++++ RECORDS TO USE ++++

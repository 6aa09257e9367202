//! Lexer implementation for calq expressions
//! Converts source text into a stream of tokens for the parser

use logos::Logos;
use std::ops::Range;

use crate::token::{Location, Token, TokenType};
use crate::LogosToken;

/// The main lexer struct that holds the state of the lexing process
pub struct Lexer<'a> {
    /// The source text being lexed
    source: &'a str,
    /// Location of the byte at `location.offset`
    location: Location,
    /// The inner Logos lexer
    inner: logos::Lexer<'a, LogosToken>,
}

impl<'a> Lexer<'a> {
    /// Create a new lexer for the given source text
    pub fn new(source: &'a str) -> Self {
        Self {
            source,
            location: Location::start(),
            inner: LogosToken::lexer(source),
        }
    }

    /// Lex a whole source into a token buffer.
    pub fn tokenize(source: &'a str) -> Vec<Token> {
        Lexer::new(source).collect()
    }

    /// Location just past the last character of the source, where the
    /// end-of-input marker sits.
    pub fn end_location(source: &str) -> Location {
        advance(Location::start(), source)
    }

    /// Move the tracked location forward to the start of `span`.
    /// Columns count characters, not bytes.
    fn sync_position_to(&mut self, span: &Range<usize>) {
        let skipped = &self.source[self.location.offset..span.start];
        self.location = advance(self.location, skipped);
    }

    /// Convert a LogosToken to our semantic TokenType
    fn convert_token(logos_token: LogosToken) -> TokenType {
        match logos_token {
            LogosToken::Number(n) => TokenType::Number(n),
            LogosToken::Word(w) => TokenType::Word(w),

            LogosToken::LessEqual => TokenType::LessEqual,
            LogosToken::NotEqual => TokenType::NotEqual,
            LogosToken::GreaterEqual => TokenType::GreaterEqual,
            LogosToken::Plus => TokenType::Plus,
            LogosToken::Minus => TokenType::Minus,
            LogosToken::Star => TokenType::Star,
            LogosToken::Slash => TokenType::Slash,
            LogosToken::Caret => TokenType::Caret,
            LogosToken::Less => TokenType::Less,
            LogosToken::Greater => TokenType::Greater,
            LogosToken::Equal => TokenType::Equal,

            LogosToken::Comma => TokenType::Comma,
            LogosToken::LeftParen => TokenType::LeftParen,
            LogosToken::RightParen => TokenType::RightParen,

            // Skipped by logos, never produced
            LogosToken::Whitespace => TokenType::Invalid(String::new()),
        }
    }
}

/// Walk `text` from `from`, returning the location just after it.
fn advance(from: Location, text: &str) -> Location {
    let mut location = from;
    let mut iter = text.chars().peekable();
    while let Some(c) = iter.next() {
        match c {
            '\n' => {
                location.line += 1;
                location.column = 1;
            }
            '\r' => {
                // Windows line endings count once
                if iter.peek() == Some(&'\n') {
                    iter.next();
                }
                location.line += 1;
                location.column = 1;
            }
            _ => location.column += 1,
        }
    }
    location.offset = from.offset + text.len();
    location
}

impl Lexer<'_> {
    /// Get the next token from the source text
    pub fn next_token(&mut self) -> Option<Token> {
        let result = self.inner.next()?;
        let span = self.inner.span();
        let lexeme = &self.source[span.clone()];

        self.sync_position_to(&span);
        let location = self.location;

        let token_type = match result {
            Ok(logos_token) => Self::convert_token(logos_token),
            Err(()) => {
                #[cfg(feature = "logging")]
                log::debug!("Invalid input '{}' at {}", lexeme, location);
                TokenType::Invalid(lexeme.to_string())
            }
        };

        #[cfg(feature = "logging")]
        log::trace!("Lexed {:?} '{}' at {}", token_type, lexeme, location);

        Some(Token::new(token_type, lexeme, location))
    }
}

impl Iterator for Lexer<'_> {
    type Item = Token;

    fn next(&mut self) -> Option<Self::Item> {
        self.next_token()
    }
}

++++
++++ RECORDS TO USE ++++

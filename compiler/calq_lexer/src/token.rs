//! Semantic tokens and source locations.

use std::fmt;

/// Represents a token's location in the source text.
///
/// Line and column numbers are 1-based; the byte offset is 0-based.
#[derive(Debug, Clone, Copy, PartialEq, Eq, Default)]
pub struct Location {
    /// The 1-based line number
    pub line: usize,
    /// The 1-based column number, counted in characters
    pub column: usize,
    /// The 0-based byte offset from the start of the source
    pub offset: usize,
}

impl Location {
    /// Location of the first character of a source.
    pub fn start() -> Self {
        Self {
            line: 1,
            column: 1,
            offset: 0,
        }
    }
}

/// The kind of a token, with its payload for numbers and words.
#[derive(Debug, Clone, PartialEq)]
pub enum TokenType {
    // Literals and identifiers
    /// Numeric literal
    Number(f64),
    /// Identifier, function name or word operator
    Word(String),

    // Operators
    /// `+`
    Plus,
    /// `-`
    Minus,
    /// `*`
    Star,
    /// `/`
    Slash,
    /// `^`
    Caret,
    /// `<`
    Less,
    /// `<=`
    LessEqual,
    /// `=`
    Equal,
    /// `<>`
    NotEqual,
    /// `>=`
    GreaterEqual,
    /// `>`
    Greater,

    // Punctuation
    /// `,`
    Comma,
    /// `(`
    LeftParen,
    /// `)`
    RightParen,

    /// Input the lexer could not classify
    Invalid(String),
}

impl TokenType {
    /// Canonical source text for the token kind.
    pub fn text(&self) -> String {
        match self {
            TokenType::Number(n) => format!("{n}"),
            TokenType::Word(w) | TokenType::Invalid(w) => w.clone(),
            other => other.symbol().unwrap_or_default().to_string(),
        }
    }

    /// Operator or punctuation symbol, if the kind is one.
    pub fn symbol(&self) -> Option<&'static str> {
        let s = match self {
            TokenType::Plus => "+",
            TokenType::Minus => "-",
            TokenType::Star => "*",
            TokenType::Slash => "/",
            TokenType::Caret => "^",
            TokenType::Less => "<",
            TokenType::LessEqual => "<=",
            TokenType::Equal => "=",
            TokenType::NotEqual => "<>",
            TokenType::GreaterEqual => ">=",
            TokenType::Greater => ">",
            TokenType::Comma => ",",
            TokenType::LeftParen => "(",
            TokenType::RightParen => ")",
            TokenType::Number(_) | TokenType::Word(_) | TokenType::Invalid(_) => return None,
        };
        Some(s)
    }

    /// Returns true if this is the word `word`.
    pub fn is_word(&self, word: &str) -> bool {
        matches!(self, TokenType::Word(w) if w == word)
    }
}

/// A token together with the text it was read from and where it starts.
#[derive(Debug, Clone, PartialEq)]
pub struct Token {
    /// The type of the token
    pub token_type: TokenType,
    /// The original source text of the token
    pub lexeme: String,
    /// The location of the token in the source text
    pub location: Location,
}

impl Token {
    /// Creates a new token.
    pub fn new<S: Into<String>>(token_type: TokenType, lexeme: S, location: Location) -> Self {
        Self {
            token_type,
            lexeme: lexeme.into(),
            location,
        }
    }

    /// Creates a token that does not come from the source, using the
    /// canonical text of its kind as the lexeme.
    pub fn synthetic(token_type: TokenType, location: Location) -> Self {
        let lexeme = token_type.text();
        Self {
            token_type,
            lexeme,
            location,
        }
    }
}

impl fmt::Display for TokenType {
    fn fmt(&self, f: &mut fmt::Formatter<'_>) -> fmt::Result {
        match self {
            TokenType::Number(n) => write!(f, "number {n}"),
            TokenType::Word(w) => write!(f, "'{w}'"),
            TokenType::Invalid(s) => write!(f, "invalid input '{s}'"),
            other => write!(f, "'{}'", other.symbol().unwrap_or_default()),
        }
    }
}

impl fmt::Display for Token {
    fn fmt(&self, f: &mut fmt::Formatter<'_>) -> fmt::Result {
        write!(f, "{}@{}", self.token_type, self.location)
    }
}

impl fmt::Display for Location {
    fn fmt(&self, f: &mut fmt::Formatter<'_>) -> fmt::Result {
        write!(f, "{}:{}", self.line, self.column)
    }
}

++++
++++ RECORDS TO USE ++++

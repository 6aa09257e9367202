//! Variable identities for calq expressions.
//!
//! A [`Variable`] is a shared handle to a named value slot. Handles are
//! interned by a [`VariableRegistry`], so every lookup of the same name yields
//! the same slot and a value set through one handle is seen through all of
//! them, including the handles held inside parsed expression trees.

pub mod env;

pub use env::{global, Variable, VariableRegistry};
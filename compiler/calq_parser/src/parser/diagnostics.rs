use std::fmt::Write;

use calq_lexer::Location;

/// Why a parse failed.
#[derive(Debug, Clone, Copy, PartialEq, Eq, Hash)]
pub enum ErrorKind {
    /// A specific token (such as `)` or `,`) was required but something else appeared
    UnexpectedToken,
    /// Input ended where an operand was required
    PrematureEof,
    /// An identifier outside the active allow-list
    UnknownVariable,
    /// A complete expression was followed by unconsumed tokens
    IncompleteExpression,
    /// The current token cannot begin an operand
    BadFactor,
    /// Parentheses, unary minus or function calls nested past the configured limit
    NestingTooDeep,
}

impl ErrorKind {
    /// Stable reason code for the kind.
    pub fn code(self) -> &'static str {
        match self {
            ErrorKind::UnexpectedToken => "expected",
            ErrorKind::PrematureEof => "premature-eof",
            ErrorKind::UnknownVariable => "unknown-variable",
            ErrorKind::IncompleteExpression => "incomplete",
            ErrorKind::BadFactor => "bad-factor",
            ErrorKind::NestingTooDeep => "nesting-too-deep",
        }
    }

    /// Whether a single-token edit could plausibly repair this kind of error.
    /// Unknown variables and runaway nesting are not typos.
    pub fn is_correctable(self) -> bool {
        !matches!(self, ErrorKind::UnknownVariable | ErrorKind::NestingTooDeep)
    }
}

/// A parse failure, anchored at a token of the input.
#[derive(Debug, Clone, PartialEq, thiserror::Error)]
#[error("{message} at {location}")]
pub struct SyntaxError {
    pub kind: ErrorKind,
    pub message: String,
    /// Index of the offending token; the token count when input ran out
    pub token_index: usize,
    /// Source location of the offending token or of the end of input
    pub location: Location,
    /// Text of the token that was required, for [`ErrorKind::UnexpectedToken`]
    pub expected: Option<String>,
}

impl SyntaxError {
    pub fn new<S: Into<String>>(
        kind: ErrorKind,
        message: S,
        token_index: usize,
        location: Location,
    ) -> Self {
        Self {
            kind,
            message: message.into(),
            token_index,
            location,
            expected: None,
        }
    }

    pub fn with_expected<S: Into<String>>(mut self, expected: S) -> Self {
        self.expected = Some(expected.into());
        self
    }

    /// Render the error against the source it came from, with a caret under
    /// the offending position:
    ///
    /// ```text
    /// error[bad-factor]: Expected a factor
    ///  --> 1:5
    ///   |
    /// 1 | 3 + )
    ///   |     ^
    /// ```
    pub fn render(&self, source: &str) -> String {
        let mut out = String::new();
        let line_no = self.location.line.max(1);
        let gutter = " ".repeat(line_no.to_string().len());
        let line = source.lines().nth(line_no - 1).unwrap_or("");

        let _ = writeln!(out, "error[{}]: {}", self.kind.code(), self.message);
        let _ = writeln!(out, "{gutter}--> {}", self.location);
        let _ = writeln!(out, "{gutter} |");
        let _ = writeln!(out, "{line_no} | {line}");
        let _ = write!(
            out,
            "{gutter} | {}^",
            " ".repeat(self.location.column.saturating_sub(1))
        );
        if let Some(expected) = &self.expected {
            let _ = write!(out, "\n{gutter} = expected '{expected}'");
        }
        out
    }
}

++++

#### WHAT THIS TASK INVOLVES:
In the records above, each line with the string "PartialEq" should be copied.

#### ANSWER TO THIS PROBLEM:
#[derive(Debug, Clone, Copy, PartialEq, Eq, Default)]
#[derive(Debug, Clone, PartialEq)]
#[derive(Debug, Clone, PartialEq)]
#[derive(Debug, Clone, Copy, PartialEq, Eq, Hash)]
#[derive(Debug, Clone, PartialEq, thiserror::Error)]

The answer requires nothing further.